• Directions
For the records below, report how many lines include the word "under". Only the number should appear.

═════ Data to use ═════

/// Cost methods whose quantity is expected to track campaign duration.
const FLAGGED_COST_METHODS: &[&str] = &["cpu", "cost per unit"];

/// A line item needs attention when it bills per unit and runs across more
/// than one calendar month. Pure rule: absent cost method never flags.
pub fn is_flagged(cost_method: &str, months_spanned: i64) -> bool {
    let method = cost_method.trim().to_lowercase();
    FLAGGED_COST_METHODS.contains(&method.as_str()) && months_spanned > 1
}

/// Difference between the billed quantity and the months the item spans,
/// under the "required quantity equals months spanned" policy. Negative
/// values signal under-allocation.
pub fn quantity_gap(quantity: f64, months_spanned: i64) -> f64 {
    quantity - months_spanned as f64
}
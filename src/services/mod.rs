pub mod flagging;
pub mod ingest;
pub mod lifecycle;
pub mod normalizer;
pub mod notify;
pub mod parser;
pub mod temporal;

═════

• Answer
2